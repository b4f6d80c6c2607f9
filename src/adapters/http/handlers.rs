use std::sync::Arc;

use axum::{
    extract::{Path, Query, State},
    http::StatusCode,
    response::Json,
};
use serde::{Deserialize, Serialize};
use uuid::Uuid;

use super::AppState;
use crate::domain::errors::DomainError;
use crate::domain::models::{select_tests, RunOptions, RunSummary, RunWithResults, TestCase};

/// Body of `POST /runs`.
#[derive(Debug, Default, Deserialize)]
pub struct StartRunRequest {
    /// Tests to run; the server's suite when empty.
    #[serde(default)]
    pub tests: Vec<TestCase>,
    /// Ids or names selecting a subset of the tests.
    #[serde(default)]
    pub only: Vec<String>,
    /// Overrides the server's turn limit.
    #[serde(default)]
    pub max_turns: Option<u32>,
    /// Overrides the server's time limit.
    #[serde(default)]
    pub timeout_secs: Option<u64>,
    /// Overrides the agent model.
    #[serde(default)]
    pub agent_model: Option<String>,
    /// Overrides the simulator model.
    #[serde(default)]
    pub simulator_model: Option<String>,
    /// Overrides the judge model.
    #[serde(default)]
    pub judge_model: Option<String>,
}

impl StartRunRequest {
    fn options(&self, defaults: &RunOptions) -> RunOptions {
        let mut options = defaults.clone();
        if let Some(max_turns) = self.max_turns {
            options.max_turns = max_turns;
        }
        if let Some(timeout_secs) = self.timeout_secs {
            options.timeout_secs = timeout_secs;
        }
        if let Some(model) = &self.agent_model {
            options.agent_model.clone_from(model);
        }
        if let Some(model) = &self.simulator_model {
            options.simulator_model.clone_from(model);
        }
        if let Some(model) = &self.judge_model {
            options.judge_model.clone_from(model);
        }
        options
    }
}

/// Query string of `GET /runs`.
#[derive(Debug, Deserialize)]
pub struct ListRunsQuery {
    /// Only runs of this agent.
    #[serde(default)]
    pub agent_id: Option<String>,
    /// Most runs to return. Defaults to 50.
    #[serde(default = "default_limit")]
    pub limit: usize,
}

fn default_limit() -> usize {
    50
}

/// Error response.
#[derive(Debug, Serialize, Deserialize)]
pub struct ErrorResponse {
    /// Human-readable message.
    pub error: String,
    /// Stable error code, such as `NOT_FOUND` or `RUN_ACTIVE`.
    pub code: String,
}

type ApiError = (StatusCode, Json<ErrorResponse>);

fn api_error(status: StatusCode, code: &str, error: impl Into<String>) -> ApiError {
    (
        status,
        Json(ErrorResponse {
            error: error.into(),
            code: code.to_string(),
        }),
    )
}

impl From<DomainError> for (StatusCode, Json<ErrorResponse>) {
    fn from(err: DomainError) -> Self {
        let (status, code) = match &err {
            DomainError::RunNotFound(_) | DomainError::ResultNotFound(_) => {
                (StatusCode::NOT_FOUND, "NOT_FOUND")
            }
            DomainError::ValidationFailed(_) => (StatusCode::BAD_REQUEST, "VALIDATION_FAILED"),
            DomainError::InvalidGraph(_) | DomainError::MissingNode(_) => {
                (StatusCode::BAD_REQUEST, "INVALID_GRAPH")
            }
            _ => (StatusCode::INTERNAL_SERVER_ERROR, "INTERNAL_ERROR"),
        };
        api_error(status, code, err.to_string())
    }
}

/// GET /health
pub async fn health_check() -> &'static str {
    "OK"
}

/// POST /runs - start a run against the served agent
pub async fn start_run(
    State(state): State<Arc<AppState>>,
    Json(request): Json<StartRunRequest>,
) -> Result<(StatusCode, Json<RunWithResults>), ApiError> {
    let options = request.options(&state.defaults);
    let suite = if request.tests.is_empty() {
        state.suite.clone()
    } else {
        request.tests
    };
    let tests = select_tests(suite, &request.only)?;
    if tests.is_empty() {
        return Err(api_error(
            StatusCode::BAD_REQUEST,
            "VALIDATION_FAILED",
            "no tests to run",
        ));
    }

    let run = state
        .orchestrator
        .start_run(Arc::clone(&state.agent), tests, options)
        .await?;
    Ok((StatusCode::CREATED, Json(run)))
}

/// GET /runs - newest first
pub async fn list_runs(
    State(state): State<Arc<AppState>>,
    Query(query): Query<ListRunsQuery>,
) -> Result<Json<Vec<RunSummary>>, ApiError> {
    let runs = state
        .orchestrator
        .list_runs(query.agent_id.as_deref(), query.limit)
        .await?;
    Ok(Json(runs))
}

/// GET /runs/{id} - heals abandoned runs before returning
pub async fn get_run(
    State(state): State<Arc<AppState>>,
    Path(id): Path<Uuid>,
) -> Result<Json<RunWithResults>, ApiError> {
    Ok(Json(state.orchestrator.get_run(id).await?))
}

/// DELETE /runs/{id} - 409 while the run is active
pub async fn delete_run(
    State(state): State<Arc<AppState>>,
    Path(id): Path<Uuid>,
) -> Result<StatusCode, ApiError> {
    if state.orchestrator.active_runs().await.contains(&id) {
        return Err(api_error(
            StatusCode::CONFLICT,
            "RUN_ACTIVE",
            format!("run {id} is still active"),
        ));
    }
    state.orchestrator.get_run(id).await?;
    state.orchestrator.delete_run(id).await?;
    Ok(StatusCode::NO_CONTENT)
}
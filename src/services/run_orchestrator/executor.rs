//! Pluggable strategies for executing a run's tests.

use std::sync::Arc;

use async_trait::async_trait;
use tokio::sync::Semaphore;
use tokio::task::JoinSet;
use tracing::{debug, error};

use super::execution::{Admission, RunContext, RunJob};

/// Executes the tests of a run and closes it through [`RunContext::finish_run`].
#[async_trait]
pub trait RunExecutor: Send + Sync {
    async fn execute(&self, job: Arc<RunJob>, context: Arc<RunContext>);

    fn name(&self) -> &'static str;
}

/// One test at a time, in order. Broadcasts are fully ordered within the run.
#[derive(Debug, Clone, Copy, Default)]
pub struct SequentialExecutor;

#[async_trait]
impl RunExecutor for SequentialExecutor {
    async fn execute(&self, job: Arc<RunJob>, context: Arc<RunContext>) {
        for (index, test) in job.tests.iter().enumerate() {
            match context.admit(&job, test.result_id).await {
                Admission::Run => {
                    Arc::clone(&context)
                        .run_test(Arc::clone(&job), test.clone())
                        .await;
                }
                Admission::TestCancelled => context.skip_test(&job, test.result_id).await,
                Admission::RunCancelled => {
                    context.skip_remaining(&job, &job.tests[index..]).await;
                    break;
                }
            }
        }
        context.finish_run(&job).await;
    }

    fn name(&self) -> &'static str {
        "sequential"
    }
}

/// Up to `max_parallel` tests at once. Messages for one test stay in order;
/// messages for different tests may interleave.
#[derive(Debug, Clone, Copy)]
pub struct ParallelExecutor {
    max_parallel: usize,
}

impl ParallelExecutor {
    /// Executor with at least one slot.
    pub fn new(max_parallel: usize) -> Self {
        Self {
            max_parallel: max_parallel.max(1),
        }
    }

    /// Concurrency limit.
    pub fn max_parallel(&self) -> usize {
        self.max_parallel
    }
}

#[async_trait]
impl RunExecutor for ParallelExecutor {
    async fn execute(&self, job: Arc<RunJob>, context: Arc<RunContext>) {
        let slots = Arc::new(Semaphore::new(self.max_parallel));
        let mut running = JoinSet::new();

        for (index, test) in job.tests.iter().enumerate() {
            let Ok(permit) = Arc::clone(&slots).acquire_owned().await else {
                error!(run_id = %job.run_id, "executor semaphore closed");
                break;
            };

            // checked after a slot frees up, immediately before the test starts
            match context.admit(&job, test.result_id).await {
                Admission::Run => {
                    debug!(run_id = %job.run_id, result_id = %test.result_id, "starting test");
                    let context = Arc::clone(&context);
                    let job = Arc::clone(&job);
                    let test = test.clone();
                    running.spawn(async move {
                        context.run_test(job, test).await;
                        drop(permit);
                    });
                }
                Admission::TestCancelled => context.skip_test(&job, test.result_id).await,
                Admission::RunCancelled => {
                    context.skip_remaining(&job, &job.tests[index..]).await;
                    break;
                }
            }
        }

        while let Some(joined) = running.join_next().await {
            if let Err(err) = joined {
                error!(run_id = %job.run_id, error = %err, "test worker failed");
            }
        }
        context.finish_run(&job).await;
    }

    fn name(&self) -> &'static str {
        "parallel"
    }
}
//! Rehearse CLI entry point.

use std::process::ExitCode;

use clap::Parser;

use rehearse::cli::{self, context::load_config, Cli};
use rehearse::infrastructure::logging::{LogConfig, LogHandle};

#[tokio::main]
async fn main() -> ExitCode {
    let cli = Cli::parse();
    let json_mode = cli.json;

    let config = match load_config(cli.config.as_deref()) {
        Ok(config) => config,
        Err(err) => return cli::handle_error(&err, json_mode),
    };

    let _logger = match LogHandle::init(&LogConfig::from(&config.logging).verbose(cli.verbose)) {
        Ok(logger) => logger,
        Err(err) => return cli::handle_error(&err, json_mode),
    };

    match cli::dispatch(cli, config).await {
        Ok(code) => code,
        Err(err) => cli::handle_error(&err, json_mode),
    }
}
----
**EXERCISE INSTRUCTIONS**
Up to and including the last line of the material, reproduce every line exactly, beginning with the one that contains "#[tokio::main]" and adding nothing else.

**SOLUTION TO THIS PROBLEM**
#[tokio::main]
async fn main() -> ExitCode {
    let cli = Cli::parse();
    let json_mode = cli.json;

    let config = match load_config(cli.config.as_deref()) {
        Ok(config) => config,
        Err(err) => return cli::handle_error(&err, json_mode),
    };

    let _logger = match LogHandle::init(&LogConfig::from(&config.logging).verbose(cli.verbose)) {
        Ok(logger) => logger,
        Err(err) => return cli::handle_error(&err, json_mode),
    };

    match cli::dispatch(cli, config).await {
        Ok(code) => code,
        Err(err) => cli::handle_error(&err, json_mode),
    }
}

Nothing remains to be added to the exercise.